Mathieu Henderson et Didier Kottelat
Deux initiatives anti-pesticides bien distinctes
L'initiative pour une eau potable propre veut conditionner l'octroi aux agriculteurs de paiements directs à un respect de mesures environnementales plus strictes. Elle exige que seuls les agriculteurs qui n'utilisent pas régulièrement d'antibiotiques à des fins prophylactiques, n'utilisent pas de pesticides et qui sont en mesure de nourrir leur bétail avec le fourrage produit dans leur exploitation puissent obtenir des paiements directs.
L'initiative contre les pesticides de synthèse veut quant à elle interdire toute utilisation de pesticides de synthèse en Suisse, que ce soit dans la production agricole, la transformation des produits agricoles ou l'entretien du territoire. De plus, l'importation de denrées alimentaires qui en contiennent ou dont la production a nécessité leur utilisation serait également interdite. Une période transitoire de dix ans est prévue avant l'entrée en force du texte.
Le monde paysan se montre plutôt opposé aux deux initiatives phytosanitaires. Aucune association agricole ne soutient l'initiative pour une eau potable propre. En revanche, Demeter, Bio Suisse et l'Association des petits paysans (VKMB) approuvent l'initiative "Pour une Suisse libre de pesticides de synthèse", tandis qu'Uniterre laisse la liberté de vote à ses membres.
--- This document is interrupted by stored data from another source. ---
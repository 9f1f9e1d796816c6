//! 完成集合
//!
//! 从日志记录推导出"哪些条目已经完成"，用于续跑时过滤。
//! 运行期间只读。

use std::collections::{HashMap, HashSet};

use crate::models::{ItemId, LogRecord, WorkItem};

/// 完成判定策略
#[derive(Debug, Clone, Copy, PartialEq, Eq, Default)]
pub enum CompletionPolicy {
    /// 只要出现过一次成功记录就算完成
    #[default]
    AnySuccess,
    /// 只看每个身份的最后一条记录
    LatestSuccess,
}

/// 已完成条目的身份集合
#[derive(Debug, Clone, Default)]
pub struct CompletionSet {
    done: HashSet<ItemId>,
}

impl CompletionSet {
    /// 按策略从日志记录构建
    ///
    /// 输入无效的记录（degenerate）在两种策略下都算完成。
    /// "最后一条"以文件中的追加顺序为准。
    pub fn from_records(records: &[LogRecord], policy: CompletionPolicy) -> Self {
        let done = match policy {
            CompletionPolicy::AnySuccess => records
                .iter()
                .filter(|r| r.counts_as_done())
                .map(|r| r.id.clone())
                .collect(),
            CompletionPolicy::LatestSuccess => {
                let mut latest: HashMap<&ItemId, &LogRecord> = HashMap::new();
                for record in records {
                    latest.insert(&record.id, record);
                }
                latest
                    .into_iter()
                    .filter(|(_, r)| r.counts_as_done())
                    .map(|(id, _)| id.clone())
                    .collect()
            }
        };
        Self { done }
    }

    pub fn contains(&self, id: &ItemId) -> bool {
        self.done.contains(id)
    }

    pub fn len(&self) -> usize {
        self.done.len()
    }

    pub fn is_empty(&self) -> bool {
        self.done.is_empty()
    }

    /// 更严格的判定：父条目成功且所有子步骤都已完成
    ///
    /// # 参数
    /// - `records`: 日志记录
    /// - `children_of`: 从成功记录中取出子步骤的 key
    /// - `child_done`: 子步骤是否完成
    pub fn require_children<F, G>(
        self,
        records: &[LogRecord],
        children_of: F,
        child_done: G,
    ) -> Self
    where
        F: Fn(&LogRecord) -> Vec<String>,
        G: Fn(&str) -> bool,
    {
        let satisfied: HashSet<&ItemId> = records
            .iter()
            .filter(|r| {
                r.is_degenerate()
                    || (r.is_success() && children_of(r).iter().all(|c| child_done(c)))
            })
            .map(|r| &r.id)
            .collect();

        let done = self
            .done
            .into_iter()
            .filter(|id| satisfied.contains(id))
            .collect();
        Self { done }
    }

    /// 过滤掉已完成的条目，保持原顺序
    ///
    /// # 返回
    /// 剩余条目，以及被跳过的数量
    pub fn filter<P>(&self, items: Vec<WorkItem<P>>) -> (Vec<WorkItem<P>>, usize) {
        let before = items.len();
        let pending: Vec<_> = items
            .into_iter()
            .filter(|item| !self.done.contains(&item.id))
            .collect();
        let skipped = before - pending.len();
        (pending, skipped)
    }
}

#[cfg(test)]
mod tests {
    use super::*;
    use crate::models::{ResultFields, TaskError, TaskOutcome};
    use std::time::Duration;

    fn ok(id: &str) -> LogRecord {
        LogRecord::from_outcome(
            ItemId::new(id),
            &TaskOutcome::success(ResultFields::new(), 1, Duration::ZERO),
        )
    }

    fn failed(id: &str, error: TaskError) -> LogRecord {
        LogRecord::from_outcome(ItemId::new(id), &TaskOutcome::failure(error, 1, Duration::ZERO))
    }

    #[test]
    fn test_any_success_vs_latest_success() {
        let records = vec![
            ok("a"),
            failed("a", TaskError::timeout("t")),
            failed("b", TaskError::timeout("t")),
            ok("b"),
        ];

        let any = CompletionSet::from_records(&records, CompletionPolicy::AnySuccess);
        assert!(any.contains(&ItemId::new("a")));
        assert!(any.contains(&ItemId::new("b")));

        let latest = CompletionSet::from_records(&records, CompletionPolicy::LatestSuccess);
        assert!(!latest.contains(&ItemId::new("a")));
        assert!(latest.contains(&ItemId::new("b")));
    }

    #[test]
    fn test_invalid_input_counts_as_done() {
        let records = vec![failed("x", TaskError::invalid_input("空"))];
        for policy in [CompletionPolicy::AnySuccess, CompletionPolicy::LatestSuccess] {
            assert!(CompletionSet::from_records(&records, policy).contains(&ItemId::new("x")));
        }
    }

    #[test]
    fn test_filter_keeps_order() {
        let set = CompletionSet::from_records(&[ok("b")], CompletionPolicy::AnySuccess);
        let items = vec![
            WorkItem::new("a", 1),
            WorkItem::new("b", 2),
            WorkItem::new("c", 3),
        ];
        let (pending, skipped) = set.filter(items);
        assert_eq!(skipped, 1);
        assert_eq!(
            pending.iter().map(|i| i.payload).collect::<Vec<_>>(),
            vec![1, 3]
        );
    }

    #[test]
    fn test_require_children() {
        let mut with_child = ok("row1");
        with_child
            .fields
            .insert("url1".to_string(), "https://done".to_string());
        let mut missing_child = ok("row2");
        missing_child
            .fields
            .insert("url1".to_string(), "https://missing".to_string());

        let records = vec![with_child, missing_child];
        let set = CompletionSet::from_records(&records, CompletionPolicy::AnySuccess)
            .require_children(
                &records,
                |r| vec![r.field("url1").to_string()],
                |url| url == "https://done",
            );

        assert!(set.contains(&ItemId::new("row1")));
        assert!(!set.contains(&ItemId::new("row2")));
    }
}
Au niveau politique, les partis prônent en général soit le double non (à droite et au centre), soit le double oui (à gauche). Seule exception: le Parti vert'libéral, suivi par quelques membres du PLR, qui rejette l'initiative contre les pesticides de synthèse, mais défend l'autre texte. Selon eux, cette initiative est plus conforme à leurs principes car elle mise sur des incitations plutôt que des interdictions.
Méthode
Deuxième vague de l’enquête de tendance SRG-SSR sur les votations du 13 juin 2021, réalisée par l'institut de recherche gfs.bern entre le 18 et le 27 mai 2021 auprès de 17’959 titulaires du droit de vote. La plage d’erreur statistique est donc de +/- 2.8 points de pourcentage.